Chi le fa fare quel cortocircuito per cui dire sì al referendum significa appoggiare il partito della nazione? Glielo fanno fare gli slogan politici e le semplificazioni giornalistiche da cui uno studente di filosofia dell’Università di Pisa dovrebbe guardarsi.

Ricostruiamo la situazione:

  1. Il Pd a guida Bersani non ha vinto le elezioni perché al Senato non ha ottenuto la maggioranza che gli avrebbe consentito di governare. Ha cercato un’intesa col Movimento 5 stelle, ma ha ricevuto un secco no, e neppure in maniera elegante e con il rispetto che si deve a un politico che ha sempre dimostrato capacità e onestà. A questo punto non restava che il governo delle larghe intese con il centrodestra di Berlusconi, Alfano e Verdini. In occasione dell’elezione del Presidente della Repubblica Mattarella, Berlusconi si sfilò e ad appoggiare il governo restarono Alfano e Verdini. Senza il loro appoggio e voto in Senato non si sarebbe potuto governare e prendere alcuna decisione in un periodo di crisi economica dove le decisioni sono urgenti. Il partito della nazione non è mai esistito e mai esisterà perché è un non senso. Lei da filosofo sa che la parte (il partito) non è in nessun modo in grado di abbracciare il tutto (la nazione).Sono 30 anni che si invoca la riforma della seconda parte della Costituzione per evitare che le leggi rimbalzino da Camera a Senato e viceversa, ritardandone la promulgazione, annacquandole in questo andirivieni e rendendole pieghevoli ai desiderata di interessi particolari che non coincidono con quelli generali. Con questa riforma, che non è perfetta (avrei preferito l’abolizione secca del Senato), almeno c’è una riduzione di parlamentari e una sola Camera che decide. C’è poi la legge elettorale che dà il premio di maggioranza al partito (e non alla coalizione) che vince. E anche questo lo trovo positivo perché: a) escono leggi che non sono frutto d’interminabili mediazioni tra partiti coalizzati che rappresentano interessi diversi; b) il partito che governa si prende le sue responsabilità senza scaricarle sugli alleati coalizzati, e ha un tempo congruo (cinque anni) per governare, ponendo fine a quella girandola di governi di breve durata che hanno caratterizzato la politica dal dopoguerra a oggi, con conseguente inefficacia escarsissima credibilità all’estero, dove i nostri interlocutori devono incontrare ogni anno un premier. Lascio immaginare l’effetto, la nostra credibilità e soprattutto la nostra possibilità di aver parola in Europa.

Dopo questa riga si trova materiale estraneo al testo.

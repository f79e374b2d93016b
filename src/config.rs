use std::collections::{HashMap, HashSet};
use std::fs;
use std::time::Duration;

use serde::Deserialize;
use thiserror::Error;
use tracing::{error, info, warn};

use crate::upstream::Algorithm;

#[derive(Debug, Error)]
pub enum ConfigError {
    #[error("Configuration error: {0}")]
    ConfigError(String),
}

#[derive(Debug, Deserialize, Clone, Default)]
pub struct Config {
    pub server: Option<ServerConfig>,
    pub balancer: Option<BalancerConfig>,
    pub groups: Option<HashMap<String, GroupConfig>>,
}

impl Config {
    /// Applies defaults, validates, and sanitizes the configuration.
    /// This ensures that the configuration is in a consistent and usable state
    /// by filling in missing values and dropping invalid server entries.
    pub fn finalize(mut self) -> Result<Self, ConfigError> {
        let mut server_cfg = self.server.take().unwrap_or_default();
        server_cfg.bind_addr = server_cfg.bind_addr.or_else(|| Some(DEFAULT_BIND_ADDR.to_string()));
        self.server = Some(server_cfg);

        let mut balancer_cfg = self.balancer.take().unwrap_or_default();
        balancer_cfg.health_check_interval_secs = Some(
            balancer_cfg
                .health_check_interval_secs
                .unwrap_or(DEFAULT_HEALTH_CHECK_INTERVAL_SECS)
                .max(1),
        );
        balancer_cfg.health_check_backoff_secs = Some(
            balancer_cfg
                .health_check_backoff_secs
                .unwrap_or(DEFAULT_HEALTH_CHECK_BACKOFF_SECS)
                .max(1),
        );
        balancer_cfg.shutdown_grace_secs =
            balancer_cfg.shutdown_grace_secs.or(Some(DEFAULT_SHUTDOWN_GRACE_SECS));
        self.balancer = Some(balancer_cfg);

        let groups = self.groups.take().unwrap_or_else(get_default_groups);

        let mut validated = HashMap::with_capacity(groups.len());
        for (domain, mut group) in groups {
            let domain = domain.trim().to_string();
            if domain.is_empty() {
                warn!("Skipping group with empty domain key");
                continue;
            }
            group.servers = validate_and_dedupe_servers(&domain, group.servers)?;
            validated.insert(domain, group);
        }
        if validated.is_empty() {
            return Err(ConfigError::ConfigError("No valid upstream groups configured".to_string()));
        }
        self.groups = Some(validated);

        Ok(self)
    }
}

#[derive(Debug, Deserialize, Clone, Default)]
pub struct ServerConfig {
    pub bind_addr: Option<String>,
}

#[derive(Debug, Deserialize, Clone, Default)]
pub struct BalancerConfig {
    pub health_check_interval_secs: Option<u64>,
    pub health_check_backoff_secs: Option<u64>,
    pub shutdown_grace_secs: Option<u64>,
}

/// One named routing target: a selection algorithm and its member servers.
#[derive(Debug, Deserialize, Clone)]
pub struct GroupConfig {
    pub algorithm: Algorithm,
    pub servers: Vec<ServerEntry>,
}

#[derive(Debug, Deserialize, Clone)]
pub struct ServerEntry {
    pub host: String,
    pub port: u16,
    #[serde(default = "default_server_weight")]
    pub weight: u32,
    #[serde(default = "default_server_timeout_secs")]
    pub timeout_secs: u64,
}

impl ServerEntry {
    pub fn timeout(&self) -> Duration {
        Duration::from_secs(self.timeout_secs)
    }
}

pub const DEFAULT_BIND_ADDR: &str = "127.0.0.1:8000";
pub const DEFAULT_HEALTH_CHECK_INTERVAL_SECS: u64 = 10;
pub const DEFAULT_HEALTH_CHECK_BACKOFF_SECS: u64 = 5;
pub const DEFAULT_SHUTDOWN_GRACE_SECS: u64 = 30;
pub const DEFAULT_SERVER_WEIGHT: u32 = 1;
pub const DEFAULT_SERVER_TIMEOUT_SECS: u64 = 2;

pub fn default_server_weight() -> u32 {
    DEFAULT_SERVER_WEIGHT
}

pub fn default_server_timeout_secs() -> u64 {
    DEFAULT_SERVER_TIMEOUT_SECS
}

pub fn try_load_config(path: &str) -> Result<Option<Config>, ConfigError> {
    match fs::read_to_string(path) {
        Ok(raw) => match toml::from_str::<Config>(&raw) {
            Ok(cfg) => {
                info!(path = %path, "Loaded config");
                Ok(Some(cfg))
            }
            Err(e) => {
                error!(path = %path, error = %e, "Failed to parse config");
                Err(ConfigError::ConfigError(e.to_string()))
            }
        },
        Err(e) => {
            if e.kind() == std::io::ErrorKind::NotFound {
                info!(path = %path, "No config file found, using defaults");
                Ok(None)
            } else {
                Err(ConfigError::ConfigError(e.to_string()))
            }
        }
    }
}

pub fn validate_and_dedupe_servers(
    domain: &str,
    servers: Vec<ServerEntry>,
) -> Result<Vec<ServerEntry>, ConfigError> {
    let mut seen = HashSet::new();

    let validated: Vec<ServerEntry> = servers
        .into_iter()
        .filter_map(|mut s| {
            s.host = s.host.trim().to_string();

            if s.host.is_empty() {
                warn!(domain = %domain, "Skipping server with empty host");
                return None;
            }
            if s.port == 0 {
                warn!(domain = %domain, host = %s.host, "Skipping server with port 0");
                return None;
            }
            if s.weight == 0 {
                warn!(domain = %domain, host = %s.host, port = s.port, "Skipping server with zero weight");
                return None;
            }
            if s.timeout_secs == 0 {
                warn!(domain = %domain, host = %s.host, port = s.port, "Skipping server with zero timeout");
                return None;
            }

            if seen.insert((s.host.clone(), s.port)) {
                Some(s)
            } else {
                warn!(domain = %domain, host = %s.host, port = s.port, "Dropping duplicate server");
                None
            }
        })
        .collect();

    if validated.is_empty() {
        return Err(ConfigError::ConfigError(format!(
            "Group '{}' has no valid servers configured",
            domain
        )));
    }

    Ok(validated)
}

/// Built-in group set used when no config file is present.
pub fn get_default_groups() -> HashMap<String, GroupConfig> {
    let mut groups = HashMap::new();
    groups.insert(
        "round_robin.cn.edu".to_string(),
        GroupConfig {
            algorithm: Algorithm::WeightedRoundRobin,
            servers: vec![
                entry("127.0.0.1", 8080, 1, 2),
                entry("127.0.0.1", 8081, 3, 2),
                entry("127.0.0.1", 8082, 2, 3),
            ],
        },
    );
    groups.insert(
        "least_time.cn.edu".to_string(),
        GroupConfig {
            algorithm: Algorithm::LeastResponseTime,
            servers: vec![
                entry("127.0.0.1", 8083, 1, 2),
                entry("127.0.0.1", 8084, 1, 2),
                entry("127.0.0.1", 8085, 1, 3),
            ],
        },
    );
    groups
}

fn entry(host: &str, port: u16, weight: u32, timeout_secs: u64) -> ServerEntry {
    ServerEntry { host: host.to_string(), port, weight, timeout_secs }
}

  2. Un mondo regolato da un mercato globale colloca imprenditori e dipendenti non più l’uno contro l’altro, ma entrambi dalla stessa parte, e come controparte le leggi del mercato. Leggi crudeli (siamo comunque stati noi occidentali a ergere il mercato e il denaro che lo esprime a unico generatore simbolico di tutti i valori), che nessun individuo, nessuna società, nessuno Stato può pensare da solo di cambiare. E allora se non vogliamo solo sognare, a questa globalizzazione del mercato dovremo adeguarci, soprattutto oggi in cui si assiste al passaggio del potere decisionale dalla politica all’economia.
  3. Se questo è il contesto, la politica, anche se il suo margine di decisionalità è stato ridotto, deve essere rapida nel decidere, senza paralizzarsi in un eccesso di mediazioni, com’è avvenuto con la riforma del lavoro bloccata sull’Articolo 18, che non riguardava così tante persone e non riguardava i giovani che in 450mila, grazie a questa riforma, hanno potuto abbandonare il precariato, così come 100mila professori, nonostante si siano sentiti “deportati” dalla riforma che li ha messi in ruolo. Non parliamo delle unioni civili approvate senza mediazione con gli organi ecclesiastici, l’abolizione dell’Imu sulla prima casa, la riduzione dell’Irap agli imprenditori. Questi sono fatti. E chi vota no al referendum perché ha le sue buone e argomentate ragioni, fa benissimo. Ma chi vota no per fare un dispetto a Renzi non è un buon cittadino, ma un bambino che non sa ragionare se non in termini di amore e odio.